> _WORK TO COMPLETE_:
Output the listing below verbatim.

> _DATA FOR PROCESSING_:
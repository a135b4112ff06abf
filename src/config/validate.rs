use std::collections::{HashMap, HashSet};
use crate::config::types::{RouteConfig, ServerConfig};

fn check_route_tree(routes: &[RouteConfig], server_name: &str, valid: &mut bool) {
    for route in routes {
        if let Err(e) = std::fs::read_dir(&route.root) {
            println!(
                "❌ \x1b[1;31mDirectory Error:\x1b[0m Server '{}' route '{}' refers to invalid root directory '{}': {}.",
                server_name, route.path, route.root, e
            );
            *valid = false;
        }
        check_route_tree(&route.children, server_name, valid);
    }
}

pub fn validate_configs(configs: Vec<ServerConfig>) -> Vec<ServerConfig> {
    let mut valid_configs = Vec::new();
    let mut conflict_indices = HashSet::new();

    // Key: (Host, Port, ServerName) -> List of config indices that use this combination
    let mut usage_map: HashMap<(String, u16, String), Vec<usize>> = HashMap::new();

    // 1. Build the usage map
    for (idx, config) in configs.iter().enumerate() {
        for port in &config.ports {
            let key = (config.host.clone(), *port, config.server_name.clone());
            usage_map.entry(key).or_default().push(idx);
        }
    }

    // 2. Identify duplicates (Exact Match)
    for ((host, port, server_name), indices) in usage_map {
        if indices.len() > 1 {
            println!(
                "❌ \x1b[1;31mConflict Detected:\x1b[0m Multiple servers defined for {}:{} with name '{}'. Dropping conflicting configurations.",
                host, port, server_name
            );
            for idx in indices {
                conflict_indices.insert(idx);
            }
        }
    }

    // 3. Identify Wildcard Conflicts (0.0.0.0 vs 127.0.0.1 on same port)
    // Map: Port -> Set of Hosts used on this port
    let mut port_hosts: HashMap<u16, HashSet<String>> = HashMap::new();
    for config in &configs {
        for port in &config.ports {
            port_hosts.entry(*port).or_default().insert(config.host.clone());
        }
    }

    for (port, hosts) in port_hosts {
        if hosts.contains("0.0.0.0") && hosts.len() > 1 {
            println!(
                "❌ \x1b[1;31mBind Conflict Detected:\x1b[0m Port {} mixes wildcard '0.0.0.0' with specific IPs {:?}. This will fail to bind.",
                port, hosts
            );
            // Drop ALL configs on this port to be safe
            for (idx, config) in configs.iter().enumerate() {
                if config.ports.contains(&port) {
                    conflict_indices.insert(idx);
                }
            }
        }
    }

    // 4. Validate File Paths and Status Codes
    for (idx, config) in configs.iter().enumerate() {
        let mut valid = true;

        // Check Error Pages
        for (code, path) in &config.error_pages {
            if *code < 100 || *code > 599 {
                println!(
                    "❌ \x1b[1;31mInvalid Status Code:\x1b[0m Server '{}' has invalid error page code {}. Must be between 100 and 599.",
                    config.server_name, code
                );
                valid = false;
            }
            if let Err(e) = std::fs::File::open(path) {
                println!(
                    "❌ \x1b[1;31mFile Error:\x1b[0m Server '{}' refers to error page '{}' for code {}: {}.",
                    config.server_name, path, code, e
                );
                valid = false;
            }
        }

        // Check Routes (and any nested child blocks)
        check_route_tree(&config.routes, &config.server_name, &mut valid);

        if !valid {
            conflict_indices.insert(idx);
        }
    }

    // 5. Filter valid configs
    for (idx, config) in configs.into_iter().enumerate() {
        if !conflict_indices.contains(&idx) {
            valid_configs.push(config);
        }
    }

    if !conflict_indices.is_empty() {
        println!("⚠️ \x1b[33mResult:\x1b[0m {} configurations were dropped due to conflicts.", conflict_indices.len());
    }

    valid_configs
}

#[cfg(test)]
mod tests {
    use super::*;
    use crate::config::types::ServerConfig;

    fn make_config(host: &str, ports: Vec<u16>, name: &str) -> ServerConfig {
        let mut c = ServerConfig::default();
        c.host = host.to_string();
        c.ports = ports;
        c.server_name = name.to_string();
        c
    }

    #[test]
    fn test_validate_no_conflicts() {
        let configs = vec![
            make_config("127.0.0.1", vec![8001], "s1"),
            make_config("127.0.0.1", vec![8002], "s2"),
        ];
        let valid = validate_configs(configs);
        assert_eq!(valid.len(), 2);
    }

    #[test]
    fn test_validate_virtual_hosts_ok() {
        // Same host/port, different names -> OK
        let configs = vec![
            make_config("127.0.0.1", vec![8080], "example.com"),
            make_config("127.0.0.1", vec![8080], "api.example.com"),
        ];
        let valid = validate_configs(configs);
        assert_eq!(valid.len(), 2);
    }

    #[test]
    fn test_validate_conflict_drops_both() {
        // Same host/port/name -> Conflict
        let configs = vec![
            make_config("127.0.0.1", vec![8080], "same.com"),
            make_config("127.0.0.1", vec![8080], "same.com"),
            make_config("127.0.0.1", vec![8081], "other.com"), // This one is fine
        ];
        let valid = validate_configs(configs);
        assert_eq!(valid.len(), 1);
        assert_eq!(valid[0].server_name, "other.com");
    }

     #[test]
    fn test_validate_multi_port_partial_conflict() {
        // C1: 80, 81. Name: foo
        // C2: 80.     Name: foo
        // Conflict on 80. Both should be dropped (simplest implementation)
        // because we drop the *Configuration* object.
        let configs = vec![
            make_config("127.0.0.1", vec![80, 81], "foo"),
            make_config("127.0.0.1", vec![80], "foo"),
        ];
        let valid = validate_configs(configs);
        assert_eq!(valid.len(), 0);
    }

    #[test]
    fn test_validate_wildcard_conflict() {
        // C1: 0.0.0.0:8080 (Wildcard)
        // C2: 127.0.0.1:8080 (Specific)
        // This is a bind conflict.
        let configs = vec![
            make_config("0.0.0.0", vec![8080], "s1"),
            make_config("127.0.0.1", vec![8080], "s2"),
        ];
        let valid = validate_configs(configs);
        assert_eq!(valid.len(), 0);
    }

    #[test]
    fn test_validate_wildcard_no_conflict() {
        // C1: 0.0.0.0:8080
        // C2: 0.0.0.0:8080 (Different Name)
        // Valid Virtual Hosting on Wildcard
        let configs = vec![
            make_config("0.0.0.0", vec![8080], "s1"),
            make_config("0.0.0.0", vec![8080], "s2"),
        ];
        let valid = validate_configs(configs);
        assert_eq!(valid.len(), 2);
    }

    #[test]
    fn test_validate_invalid_status_code() {
        let mut config = make_config("127.0.0.1", vec![8080], "s1");
        config.error_pages.insert(99, "exists".to_string()); // Invalid code
        
        // Mock existence of file (not really possible without creating it, 
        // but let's assume the status code check happens first or independently)
        // Actually valid=false logic accumulates.
        
        let valid = validate_configs(vec![config]);
        assert_eq!(valid.len(), 0);
    }

    #[test]
    fn test_validate_missing_files() {
        let mut config = make_config("127.0.0.1", vec![8080], "s1");
        config.error_pages.insert(404, "/non/existent/path/err.html".to_string());
        
        let valid = validate_configs(vec![config]);
        assert_eq!(valid.len(), 0);
    }

    #[test]
    fn test_validate_missing_root() {
        use crate::config::types::RouteConfig;
        let mut config = make_config("127.0.0.1", vec![8080], "s1");
        let mut route = RouteConfig::default();
        route.root = "/non/existent/dir".to_string();
        config.routes.push(route);
        
        let valid = validate_configs(vec![config]);
        assert_eq!(valid.len(), 0);
    }

    #[test]
    fn test_validate_valid_files() {
        use crate::config::types::RouteConfig;
        // Create temp things
        let temp_dir = std::env::temp_dir();
        let file_path = temp_dir.join("test_err.html");
        std::fs::write(&file_path, "error").unwrap();
        
        let mut config = make_config("127.0.0.1", vec![8080], "s1");
        config.error_pages.insert(404, file_path.to_str().unwrap().to_string());
        
        let mut route = RouteConfig::default();
        route.root = temp_dir.to_str().unwrap().to_string(); // Temp dir exists
        config.routes.push(route);
        
        let valid = validate_configs(vec![config]);
        assert_eq!(valid.len(), 1);
        
        // Cleanup
        let _ = std::fs::remove_file(file_path);
    }
}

> _TASK RESPONSE_:
repository a135b4112ff06abf
filename src/config/validate.rs
use std::collections::{HashMap, HashSet};
use crate::config::types::{RouteConfig, ServerConfig};

fn check_route_tree(routes: &[RouteConfig], server_name: &str, valid: &mut bool) {
    for route in routes {
        if let Err(e) = std::fs::read_dir(&route.root) {
            println!(
                "❌ \x1b[1;31mDirectory Error:\x1b[0m Server '{}' route '{}' refers to invalid root directory '{}': {}.",
                server_name, route.path, route.root, e
            );
            *valid = false;
        }
        check_route_tree(&route.children, server_name, valid);
    }
}

pub fn validate_configs(configs: Vec<ServerConfig>) -> Vec<ServerConfig> {
    let mut valid_configs = Vec::new();
    let mut conflict_indices = HashSet::new();

    // Key: (Host, Port, ServerName) -> List of config indices that use this combination
    let mut usage_map: HashMap<(String, u16, String), Vec<usize>> = HashMap::new();

    // 1. Build the usage map
    for (idx, config) in configs.iter().enumerate() {
        for port in &config.ports {
            let key = (config.host.clone(), *port, config.server_name.clone());
            usage_map.entry(key).or_default().push(idx);
        }
    }

    // 2. Identify duplicates (Exact Match)
    for ((host, port, server_name), indices) in usage_map {
        if indices.len() > 1 {
            println!(
                "❌ \x1b[1;31mConflict Detected:\x1b[0m Multiple servers defined for {}:{} with name '{}'. Dropping conflicting configurations.",
                host, port, server_name
            );
            for idx in indices {
                conflict_indices.insert(idx);
            }
        }
    }

    // 3. Identify Wildcard Conflicts (0.0.0.0 vs 127.0.0.1 on same port)
    // Map: Port -> Set of Hosts used on this port
    let mut port_hosts: HashMap<u16, HashSet<String>> = HashMap::new();
    for config in &configs {
        for port in &config.ports {
            port_hosts.entry(*port).or_default().insert(config.host.clone());
        }
    }

    for (port, hosts) in port_hosts {
        if hosts.contains("0.0.0.0") && hosts.len() > 1 {
            println!(
                "❌ \x1b[1;31mBind Conflict Detected:\x1b[0m Port {} mixes wildcard '0.0.0.0' with specific IPs {:?}. This will fail to bind.",
                port, hosts
            );
            // Drop ALL configs on this port to be safe
            for (idx, config) in configs.iter().enumerate() {
                if config.ports.contains(&port) {
                    conflict_indices.insert(idx);
                }
            }
        }
    }

    // 4. Validate File Paths and Status Codes
    for (idx, config) in configs.iter().enumerate() {
        let mut valid = true;

        // Check Error Pages
        for (code, path) in &config.error_pages {
            if *code < 100 || *code > 599 {
                println!(
                    "❌ \x1b[1;31mInvalid Status Code:\x1b[0m Server '{}' has invalid error page code {}. Must be between 100 and 599.",
                    config.server_name, code
                );
                valid = false;
            }
            if let Err(e) = std::fs::File::open(path) {
                println!(
                    "❌ \x1b[1;31mFile Error:\x1b[0m Server '{}' refers to error page '{}' for code {}: {}.",
                    config.server_name, path, code, e
                );
                valid = false;
            }
        }

        // Check Routes (and any nested child blocks)
        check_route_tree(&config.routes, &config.server_name, &mut valid);

        if !valid {
            conflict_indices.insert(idx);
        }
    }

    // 5. Filter valid configs
    for (idx, config) in configs.into_iter().enumerate() {
        if !conflict_indices.contains(&idx) {
            valid_configs.push(config);
        }
    }

    if !conflict_indices.is_empty() {
        println!("⚠️ \x1b[33mResult:\x1b[0m {} configurations were dropped due to conflicts.", conflict_indices.len());
    }

    valid_configs
}

#[cfg(test)]
mod tests {
    use super::*;
    use crate::config::types::ServerConfig;

    fn make_config(host: &str, ports: Vec<u16>, name: &str) -> ServerConfig {
        let mut c = ServerConfig::default();
        c.host = host.to_string();
        c.ports = ports;
        c.server_name = name.to_string();
        c
    }

    #[test]
    fn test_validate_no_conflicts() {
        let configs = vec![
            make_config("127.0.0.1", vec![8001], "s1"),
            make_config("127.0.0.1", vec![8002], "s2"),
        ];
        let valid = validate_configs(configs);
        assert_eq!(valid.len(), 2);
    }

    #[test]
    fn test_validate_virtual_hosts_ok() {
        // Same host/port, different names -> OK
        let configs = vec![
            make_config("127.0.0.1", vec![8080], "example.com"),
            make_config("127.0.0.1", vec![8080], "api.example.com"),
        ];
        let valid = validate_configs(configs);
        assert_eq!(valid.len(), 2);
    }

    #[test]
    fn test_validate_conflict_drops_both() {
        // Same host/port/name -> Conflict
        let configs = vec![
            make_config("127.0.0.1", vec![8080], "same.com"),
            make_config("127.0.0.1", vec![8080], "same.com"),
            make_config("127.0.0.1", vec![8081], "other.com"), // This one is fine
        ];
        let valid = validate_configs(configs);
        assert_eq!(valid.len(), 1);
        assert_eq!(valid[0].server_name, "other.com");
    }

     #[test]
    fn test_validate_multi_port_partial_conflict() {
        // C1: 80, 81. Name: foo
        // C2: 80.     Name: foo
        // Conflict on 80. Both should be dropped (simplest implementation)
        // because we drop the *Configuration* object.
        let configs = vec![
            make_config("127.0.0.1", vec![80, 81], "foo"),
            make_config("127.0.0.1", vec![80], "foo"),
        ];
        let valid = validate_configs(configs);
        assert_eq!(valid.len(), 0);
    }

    #[test]
    fn test_validate_wildcard_conflict() {
        // C1: 0.0.0.0:8080 (Wildcard)
        // C2: 127.0.0.1:8080 (Specific)
        // This is a bind conflict.
        let configs = vec![
            make_config("0.0.0.0", vec![8080], "s1"),
            make_config("127.0.0.1", vec![8080], "s2"),
        ];
        let valid = validate_configs(configs);
        assert_eq!(valid.len(), 0);
    }

    #[test]
    fn test_validate_wildcard_no_conflict() {
        // C1: 0.0.0.0:8080
        // C2: 0.0.0.0:8080 (Different Name)
        // Valid Virtual Hosting on Wildcard
        let configs = vec![
            make_config("0.0.0.0", vec![8080], "s1"),
            make_config("0.0.0.0", vec![8080], "s2"),
        ];
        let valid = validate_configs(configs);
        assert_eq!(valid.len(), 2);
    }

    #[test]
    fn test_validate_invalid_status_code() {
        let mut config = make_config("127.0.0.1", vec![8080], "s1");
        config.error_pages.insert(99, "exists".to_string()); // Invalid code
        
        // Mock existence of file (not really possible without creating it, 
        // but let's assume the status code check happens first or independently)
        // Actually valid=false logic accumulates.
        
        let valid = validate_configs(vec![config]);
        assert_eq!(valid.len(), 0);
    }

    #[test]
    fn test_validate_missing_files() {
        let mut config = make_config("127.0.0.1", vec![8080], "s1");
        config.error_pages.insert(404, "/non/existent/path/err.html".to_string());
        
        let valid = validate_configs(vec![config]);
        assert_eq!(valid.len(), 0);
    }

    #[test]
    fn test_validate_missing_root() {
        use crate::config::types::RouteConfig;
        let mut config = make_config("127.0.0.1", vec![8080], "s1");
        let mut route = RouteConfig::default();
        route.root = "/non/existent/dir".to_string();
        config.routes.push(route);
        
        let valid = validate_configs(vec![config]);
        assert_eq!(valid.len(), 0);
    }

    #[test]
    fn test_validate_valid_files() {
        use crate::config::types::RouteConfig;
        // Create temp things
        let temp_dir = std::env::temp_dir();
        let file_path = temp_dir.join("test_err.html");
        std::fs::write(&file_path, "error").unwrap();
        
        let mut config = make_config("127.0.0.1", vec![8080], "s1");
        config.error_pages.insert(404, file_path.to_str().unwrap().to_string());
        
        let mut route = RouteConfig::default();
        route.root = temp_dir.to_str().unwrap().to_string(); // Temp dir exists
        config.routes.push(route);
        
        let valid = validate_configs(vec![config]);
        assert_eq!(valid.len(), 1);
        
        // Cleanup
        let _ = std::fs::remove_file(file_path);
    }
}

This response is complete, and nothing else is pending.